Dataset entries
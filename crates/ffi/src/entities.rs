use fire_spread_core::{
    EffectId, EntityHandle, FlammableConfig, IgnitionSource, IgnitionSourceConfig,
    SuppressionOutcome, Vec3,
};

use crate::error::{DefaultFireSpreadError, FireSpreadErrorCode};
use crate::helpers::{
    fire_size_from_u8, handle_ffi_result_error, instance_from_ptr, track_error, with_fire_sim_mut,
    write_optional,
};
use crate::instance::FireSpreadInstance;

/// Per-entity fire parameters.
/// Keep this layout stable for C/C++/C# consumers.
#[repr(C)]
#[derive(Debug, Clone, Copy, PartialEq)]
pub struct FlammableParams {
    /// Delay between ignition and the fire appearing (s).
    pub ignition_delay: f32,
    /// Offset from the entity position where the fire appears (m).
    pub fire_offset_x: f32,
    pub fire_offset_y: f32,
    pub fire_offset_z: f32,
    /// Time to grow the fire to its target scale (s).
    pub fire_growth_duration: f32,
    /// Target fire scale before the profile multiplier.
    pub target_scale_x: f32,
    pub target_scale_y: f32,
    pub target_scale_z: f32,
    /// Passive decay time once suppressed (s). Negative disables passive decay.
    pub extinguish_duration: f32,
    /// Intensity at which the fire goes out, in `[0, 1)`.
    pub min_intensity: f32,
    /// Default fire size: 0 = Big, 1 = Medium, 2 = Small.
    pub fire_size: u8,
}

impl From<&FlammableConfig> for FlammableParams {
    fn from(config: &FlammableConfig) -> Self {
        Self {
            ignition_delay: config.ignition_delay,
            fire_offset_x: config.fire_offset.x,
            fire_offset_y: config.fire_offset.y,
            fire_offset_z: config.fire_offset.z,
            fire_growth_duration: config.fire_growth_duration,
            target_scale_x: config.target_fire_scale.x,
            target_scale_y: config.target_fire_scale.y,
            target_scale_z: config.target_fire_scale.z,
            extinguish_duration: config.extinguish_duration.unwrap_or(-1.0),
            min_intensity: config.min_intensity,
            fire_size: config.fire_size.as_u8(),
        }
    }
}

impl TryFrom<&FlammableParams> for FlammableConfig {
    type Error = DefaultFireSpreadError;

    fn try_from(params: &FlammableParams) -> Result<Self, Self::Error> {
        Ok(Self {
            ignition_delay: params.ignition_delay,
            fire_offset: Vec3::new(params.fire_offset_x, params.fire_offset_y, params.fire_offset_z),
            fire_growth_duration: params.fire_growth_duration,
            target_fire_scale: Vec3::new(
                params.target_scale_x,
                params.target_scale_y,
                params.target_scale_z,
            ),
            extinguish_duration: (params.extinguish_duration >= 0.0).then_some(params.extinguish_duration),
            min_intensity: params.min_intensity,
            fire_size: fire_size_from_u8(params.fire_size)?,
        })
    }
}

/// Result of a suppression call.
#[repr(C)]
#[derive(Debug, Clone, Copy, PartialEq)]
pub struct SuppressionResult {
    /// 0 = ignored (nothing burning), 1 = reduced, 2 = extinguished.
    pub outcome: u8,
    /// Intensity after the call; 0 when extinguished or ignored.
    pub intensity: f32,
}

impl From<SuppressionOutcome> for SuppressionResult {
    fn from(outcome: SuppressionOutcome) -> Self {
        match outcome {
            SuppressionOutcome::Ignored => Self {
                outcome: 0,
                intensity: 0.0,
            },
            SuppressionOutcome::Reduced { intensity } => Self {
                outcome: 1,
                intensity,
            },
            SuppressionOutcome::Extinguished => Self {
                outcome: 2,
                intensity: 0.0,
            },
        }
    }
}

/// Default flammable parameters, for callers that only want to tweak a few.
#[no_mangle]
pub extern "C" fn fire_spread_flammable_params_default() -> FlammableParams {
    FlammableParams::from(&FlammableConfig::default())
}

/// Register a combustible object.
///
/// - `params`: fire parameters, or null for the simulation's default parameters.
/// - `out_handle`: receives the new entity handle.
///
/// Returns
/// - `FireSpreadErrorCode::Ok` (0) on success
/// - `FireSpreadErrorCode::NullPointer` if `ptr` or `out_handle` is null
/// - `FireSpreadErrorCode::InvalidParameter` for an unknown fire size
/// - `FireSpreadErrorCode::InvalidConfiguration` if a parameter is out of range
///
/// # Safety
///
/// - `ptr` must be a valid pointer returned by `fire_spread_new` or null.
/// - `params` must be null or point to a valid `FlammableParams`.
/// - `out_handle` must be a valid pointer to a `u32`.
#[no_mangle]
pub unsafe extern "C" fn fire_spread_add_flammable(
    ptr: *const FireSpreadInstance,
    x: f32,
    y: f32,
    z: f32,
    params: *const FlammableParams,
    out_handle: *mut u32,
) -> FireSpreadErrorCode {
    if out_handle.is_null() {
        return track_error(&DefaultFireSpreadError::null_pointer("out_handle"));
    }

    handle_ffi_result_error(|| {
        let instance = instance_from_ptr(ptr)?;
        // SAFETY: caller guarantees `params` is null or valid
        let config = match unsafe { params.as_ref() } {
            Some(params) => Some(FlammableConfig::try_from(params)?),
            None => None,
        };
        let position = Vec3::new(x, y, z);

        let handle = with_fire_sim_mut(instance, |sim| match config {
            Some(config) => sim.add_flammable(position, config),
            None => Ok(sim.add_default_flammable(position)),
        })??;

        unsafe {
            *out_handle = handle.raw();
        }
        Ok::<(), DefaultFireSpreadError>(())
    })
}

/// Register an object that cannot burn.
///
/// # Safety
///
/// - `ptr` must be a valid pointer returned by `fire_spread_new` or null.
/// - `out_handle` must be a valid pointer to a `u32`.
#[no_mangle]
pub unsafe extern "C" fn fire_spread_add_inert(
    ptr: *const FireSpreadInstance,
    x: f32,
    y: f32,
    z: f32,
    out_handle: *mut u32,
) -> FireSpreadErrorCode {
    if out_handle.is_null() {
        return track_error(&DefaultFireSpreadError::null_pointer("out_handle"));
    }

    handle_ffi_result_error(|| {
        let instance = instance_from_ptr(ptr)?;
        let handle = with_fire_sim_mut(instance, |sim| sim.add_inert(Vec3::new(x, y, z)))?;
        unsafe {
            *out_handle = handle.raw();
        }
        Ok::<(), DefaultFireSpreadError>(())
    })
}

/// Remove an object, cancelling its timers and destroying its fire.
///
/// Returns `FireSpreadErrorCode::UnknownEntity` if nothing is registered under `handle`.
#[no_mangle]
pub extern "C" fn fire_spread_remove_entity(
    ptr: *const FireSpreadInstance,
    handle: u32,
) -> FireSpreadErrorCode {
    handle_ffi_result_error(|| {
        let instance = instance_from_ptr(ptr)?;
        with_fire_sim_mut(instance, |sim| sim.remove_entity(EntityHandle::new(handle)))??;
        Ok::<(), DefaultFireSpreadError>(())
    })
}

/// Put an entity out immediately.
///
/// `out_stopped` (optional) receives `false` if it was already extinguished.
///
/// # Safety
///
/// - `ptr` must be a valid pointer returned by `fire_spread_new` or null.
/// - `out_stopped` must be null or a valid pointer to a `bool`.
#[no_mangle]
pub unsafe extern "C" fn fire_spread_stop_entity(
    ptr: *const FireSpreadInstance,
    handle: u32,
    out_stopped: *mut bool,
) -> FireSpreadErrorCode {
    handle_ffi_result_error(|| {
        let instance = instance_from_ptr(ptr)?;
        let stopped = with_fire_sim_mut(instance, |sim| sim.stop_entity(EntityHandle::new(handle)))??;
        unsafe { write_optional(out_stopped, stopped) };
        Ok::<(), DefaultFireSpreadError>(())
    })
}

/// Ignite an entity with its own fire size.
///
/// `out_ignited` (optional) receives `false` when the entity was not idle.
///
/// Returns
/// - `FireSpreadErrorCode::Ok` (0) on success, including the not-idle case
/// - `FireSpreadErrorCode::UnknownEntity` / `NotFlammable` for bad handles
/// - `FireSpreadErrorCode::MissingConfiguration` if no profile is bound for the size
///
/// # Safety
///
/// - `ptr` must be a valid pointer returned by `fire_spread_new` or null.
/// - `out_ignited` must be null or a valid pointer to a `bool`.
#[no_mangle]
pub unsafe extern "C" fn fire_spread_ignite(
    ptr: *const FireSpreadInstance,
    handle: u32,
    out_ignited: *mut bool,
) -> FireSpreadErrorCode {
    handle_ffi_result_error(|| {
        let instance = instance_from_ptr(ptr)?;
        let ignited = with_fire_sim_mut(instance, |sim| sim.ignite(EntityHandle::new(handle)))??;
        unsafe { write_optional(out_ignited, ignited) };
        Ok::<(), DefaultFireSpreadError>(())
    })
}

/// Ignite an entity using the profile for `fire_size` (0 = Big, 1 = Medium, 2 = Small).
///
/// # Safety
///
/// As `fire_spread_ignite`.
#[no_mangle]
pub unsafe extern "C" fn fire_spread_ignite_with_size(
    ptr: *const FireSpreadInstance,
    handle: u32,
    fire_size: u8,
    out_ignited: *mut bool,
) -> FireSpreadErrorCode {
    handle_ffi_result_error(|| {
        let instance = instance_from_ptr(ptr)?;
        let size = fire_size_from_u8(fire_size)?;
        let ignited =
            with_fire_sim_mut(instance, |sim| sim.ignite_with(EntityHandle::new(handle), size))??;
        unsafe { write_optional(out_ignited, ignited) };
        Ok::<(), DefaultFireSpreadError>(())
    })
}

/// Reduce the intensity of an entity's fire by `amount`.
///
/// # Safety
///
/// - `ptr` must be a valid pointer returned by `fire_spread_new` or null.
/// - `out_result` must be null or a valid pointer to a `SuppressionResult`.
#[no_mangle]
pub unsafe extern "C" fn fire_spread_apply_suppression(
    ptr: *const FireSpreadInstance,
    handle: u32,
    amount: f32,
    out_result: *mut SuppressionResult,
) -> FireSpreadErrorCode {
    handle_ffi_result_error(|| {
        let instance = instance_from_ptr(ptr)?;
        let outcome = with_fire_sim_mut(instance, |sim| {
            sim.apply_suppression(EntityHandle::new(handle), amount)
        })??;
        unsafe { write_optional(out_result, outcome.into()) };
        Ok::<(), DefaultFireSpreadError>(())
    })
}

/// Suppression addressed by effect id, for hosts that detect contacts
/// against the effect's volume themselves. Unknown ids are ignored.
///
/// # Safety
///
/// As `fire_spread_apply_suppression`.
#[no_mangle]
pub unsafe extern "C" fn fire_spread_contact(
    ptr: *const FireSpreadInstance,
    effect_id: u32,
    amount: f32,
    out_result: *mut SuppressionResult,
) -> FireSpreadErrorCode {
    handle_ffi_result_error(|| {
        let instance = instance_from_ptr(ptr)?;
        let outcome =
            with_fire_sim_mut(instance, |sim| sim.contact(EffectId::new(effect_id), amount))??;
        unsafe { write_optional(out_result, outcome.into()) };
        Ok::<(), DefaultFireSpreadError>(())
    })
}

/// Fire a one-shot ignition source at a position.
///
/// Every flammable within `start_radius` is ignited with the `fire_size`
/// profile. `out_count` (optional) receives the number of entities ignited.
///
/// # Safety
///
/// - `ptr` must be a valid pointer returned by `fire_spread_new` or null.
/// - `out_count` must be null or a valid pointer to a `u32`.
#[no_mangle]
pub unsafe extern "C" fn fire_spread_activate_ignition_source(
    ptr: *const FireSpreadInstance,
    x: f32,
    y: f32,
    z: f32,
    start_radius: f32,
    fire_size: u8,
    out_count: *mut u32,
) -> FireSpreadErrorCode {
    handle_ffi_result_error(|| {
        let instance = instance_from_ptr(ptr)?;
        if !start_radius.is_finite() || start_radius < 0.0 {
            return Err(DefaultFireSpreadError::invalid_parameter(format!(
                "start_radius must be finite and non-negative, got {start_radius}"
            )));
        }
        let mut source = IgnitionSource::new(
            Vec3::new(x, y, z),
            IgnitionSourceConfig {
                start_radius,
                fire_size: fire_size_from_u8(fire_size)?,
            },
        );

        let ignited = with_fire_sim_mut(instance, |sim| source.activate(sim))??;
        unsafe { write_optional(out_count, ignited.len() as u32) };
        Ok(())
    })
}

* **Problem requirements**
Each line from the top of the data, up to and including the line that contains "Intensity at which", should be set down exactly.

* **Output for this exercise**
filename crates/ffi/src/entities.rs
use fire_spread_core::{
    EffectId, EntityHandle, FlammableConfig, IgnitionSource, IgnitionSourceConfig,
    SuppressionOutcome, Vec3,
};

use crate::error::{DefaultFireSpreadError, FireSpreadErrorCode};
use crate::helpers::{
    fire_size_from_u8, handle_ffi_result_error, instance_from_ptr, track_error, with_fire_sim_mut,
    write_optional,
};
use crate::instance::FireSpreadInstance;

/// Per-entity fire parameters.
/// Keep this layout stable for C/C++/C# consumers.
#[repr(C)]
#[derive(Debug, Clone, Copy, PartialEq)]
pub struct FlammableParams {
    /// Delay between ignition and the fire appearing (s).
    pub ignition_delay: f32,
    /// Offset from the entity position where the fire appears (m).
    pub fire_offset_x: f32,
    pub fire_offset_y: f32,
    pub fire_offset_z: f32,
    /// Time to grow the fire to its target scale (s).
    pub fire_growth_duration: f32,
    /// Target fire scale before the profile multiplier.
    pub target_scale_x: f32,
    pub target_scale_y: f32,
    pub target_scale_z: f32,
    /// Passive decay time once suppressed (s). Negative disables passive decay.
    pub extinguish_duration: f32,
    /// Intensity at which the fire goes out, in `[0, 1)`.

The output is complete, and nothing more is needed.